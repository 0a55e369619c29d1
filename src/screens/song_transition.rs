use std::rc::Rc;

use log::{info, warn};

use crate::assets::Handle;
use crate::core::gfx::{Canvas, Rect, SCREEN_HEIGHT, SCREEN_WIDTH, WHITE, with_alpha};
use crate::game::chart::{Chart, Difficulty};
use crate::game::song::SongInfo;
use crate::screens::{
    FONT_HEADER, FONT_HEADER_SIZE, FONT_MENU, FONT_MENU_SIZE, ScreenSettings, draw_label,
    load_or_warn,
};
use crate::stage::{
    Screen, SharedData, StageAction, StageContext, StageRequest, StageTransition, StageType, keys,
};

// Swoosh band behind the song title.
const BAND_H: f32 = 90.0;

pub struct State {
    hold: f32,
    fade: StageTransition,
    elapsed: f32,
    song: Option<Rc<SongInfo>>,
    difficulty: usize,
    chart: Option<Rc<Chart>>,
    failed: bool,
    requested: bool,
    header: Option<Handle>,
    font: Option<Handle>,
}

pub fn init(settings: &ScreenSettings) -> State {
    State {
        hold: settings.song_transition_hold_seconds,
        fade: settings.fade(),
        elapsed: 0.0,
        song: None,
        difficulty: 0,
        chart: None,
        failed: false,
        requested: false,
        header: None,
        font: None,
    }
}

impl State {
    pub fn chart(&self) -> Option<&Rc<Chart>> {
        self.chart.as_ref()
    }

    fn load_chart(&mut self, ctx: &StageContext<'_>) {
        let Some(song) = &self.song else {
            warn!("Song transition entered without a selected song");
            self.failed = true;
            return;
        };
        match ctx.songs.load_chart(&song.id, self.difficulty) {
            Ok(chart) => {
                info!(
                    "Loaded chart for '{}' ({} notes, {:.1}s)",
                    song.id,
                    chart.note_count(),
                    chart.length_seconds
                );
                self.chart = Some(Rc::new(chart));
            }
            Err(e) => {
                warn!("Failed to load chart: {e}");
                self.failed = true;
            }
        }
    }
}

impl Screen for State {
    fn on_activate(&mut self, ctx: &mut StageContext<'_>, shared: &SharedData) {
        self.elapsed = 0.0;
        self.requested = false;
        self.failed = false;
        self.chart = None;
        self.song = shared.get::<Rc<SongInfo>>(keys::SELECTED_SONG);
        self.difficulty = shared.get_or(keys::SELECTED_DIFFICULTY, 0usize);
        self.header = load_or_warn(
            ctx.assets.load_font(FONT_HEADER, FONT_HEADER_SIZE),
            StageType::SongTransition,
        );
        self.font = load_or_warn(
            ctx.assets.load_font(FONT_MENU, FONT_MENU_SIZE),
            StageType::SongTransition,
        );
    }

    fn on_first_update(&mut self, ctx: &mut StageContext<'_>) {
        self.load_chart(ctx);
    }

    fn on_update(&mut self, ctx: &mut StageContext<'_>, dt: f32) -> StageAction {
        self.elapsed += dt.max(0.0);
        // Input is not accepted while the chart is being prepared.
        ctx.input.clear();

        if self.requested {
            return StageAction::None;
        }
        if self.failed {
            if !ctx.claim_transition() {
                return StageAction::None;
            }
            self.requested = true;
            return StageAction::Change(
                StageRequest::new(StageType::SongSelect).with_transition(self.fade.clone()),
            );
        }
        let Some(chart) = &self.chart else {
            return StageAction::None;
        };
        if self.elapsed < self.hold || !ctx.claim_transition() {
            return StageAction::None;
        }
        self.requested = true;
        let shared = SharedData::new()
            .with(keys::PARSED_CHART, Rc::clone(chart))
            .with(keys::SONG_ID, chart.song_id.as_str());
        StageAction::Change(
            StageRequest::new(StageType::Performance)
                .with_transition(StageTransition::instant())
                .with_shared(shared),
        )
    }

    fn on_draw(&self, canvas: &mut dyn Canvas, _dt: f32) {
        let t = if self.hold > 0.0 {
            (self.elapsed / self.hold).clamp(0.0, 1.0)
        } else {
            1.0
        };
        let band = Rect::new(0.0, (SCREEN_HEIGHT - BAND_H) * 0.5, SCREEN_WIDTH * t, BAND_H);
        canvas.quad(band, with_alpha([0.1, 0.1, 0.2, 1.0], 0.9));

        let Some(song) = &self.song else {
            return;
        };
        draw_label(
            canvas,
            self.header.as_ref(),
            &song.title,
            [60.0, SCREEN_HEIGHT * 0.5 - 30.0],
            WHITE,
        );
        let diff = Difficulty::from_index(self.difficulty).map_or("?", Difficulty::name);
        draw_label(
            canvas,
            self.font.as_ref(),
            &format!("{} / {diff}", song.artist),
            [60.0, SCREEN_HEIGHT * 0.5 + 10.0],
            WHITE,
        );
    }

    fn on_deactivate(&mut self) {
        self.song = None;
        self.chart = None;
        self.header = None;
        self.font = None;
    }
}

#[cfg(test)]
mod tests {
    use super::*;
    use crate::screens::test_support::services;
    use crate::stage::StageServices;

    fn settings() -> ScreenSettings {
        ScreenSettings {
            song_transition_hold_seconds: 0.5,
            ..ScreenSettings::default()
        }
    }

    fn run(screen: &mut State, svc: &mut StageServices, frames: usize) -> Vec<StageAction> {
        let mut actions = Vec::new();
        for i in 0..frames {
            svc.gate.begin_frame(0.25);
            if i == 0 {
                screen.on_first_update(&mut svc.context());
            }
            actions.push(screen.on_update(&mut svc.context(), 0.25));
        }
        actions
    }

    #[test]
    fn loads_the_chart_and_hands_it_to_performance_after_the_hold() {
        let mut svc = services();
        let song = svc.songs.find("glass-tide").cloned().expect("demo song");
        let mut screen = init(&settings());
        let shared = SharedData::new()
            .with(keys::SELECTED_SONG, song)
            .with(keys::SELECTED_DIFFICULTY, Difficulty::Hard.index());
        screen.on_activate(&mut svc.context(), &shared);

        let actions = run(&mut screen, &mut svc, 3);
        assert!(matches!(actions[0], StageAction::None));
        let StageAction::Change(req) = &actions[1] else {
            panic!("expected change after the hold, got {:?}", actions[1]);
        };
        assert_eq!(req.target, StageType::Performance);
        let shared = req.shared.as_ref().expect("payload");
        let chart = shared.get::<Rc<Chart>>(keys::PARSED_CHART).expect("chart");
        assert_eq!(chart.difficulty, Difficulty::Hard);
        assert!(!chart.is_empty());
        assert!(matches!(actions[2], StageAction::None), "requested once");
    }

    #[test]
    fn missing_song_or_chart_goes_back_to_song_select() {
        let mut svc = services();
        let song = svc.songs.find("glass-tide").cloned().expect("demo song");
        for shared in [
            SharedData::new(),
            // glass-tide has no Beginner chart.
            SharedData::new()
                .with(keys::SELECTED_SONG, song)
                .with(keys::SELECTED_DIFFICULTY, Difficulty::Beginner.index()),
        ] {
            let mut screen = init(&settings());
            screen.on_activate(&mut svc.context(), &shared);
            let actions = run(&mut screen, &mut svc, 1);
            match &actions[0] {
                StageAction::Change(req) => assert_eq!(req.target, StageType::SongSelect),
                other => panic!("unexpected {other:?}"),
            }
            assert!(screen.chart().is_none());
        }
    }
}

INSTRUCTIONS TO FOLLOW -
Please copy out each line in the entries that mentions the string "Handle".

RESULT OF THIS TASK -
use crate::assets::Handle;
    header: Option<Handle>,
    font: Option<Handle>,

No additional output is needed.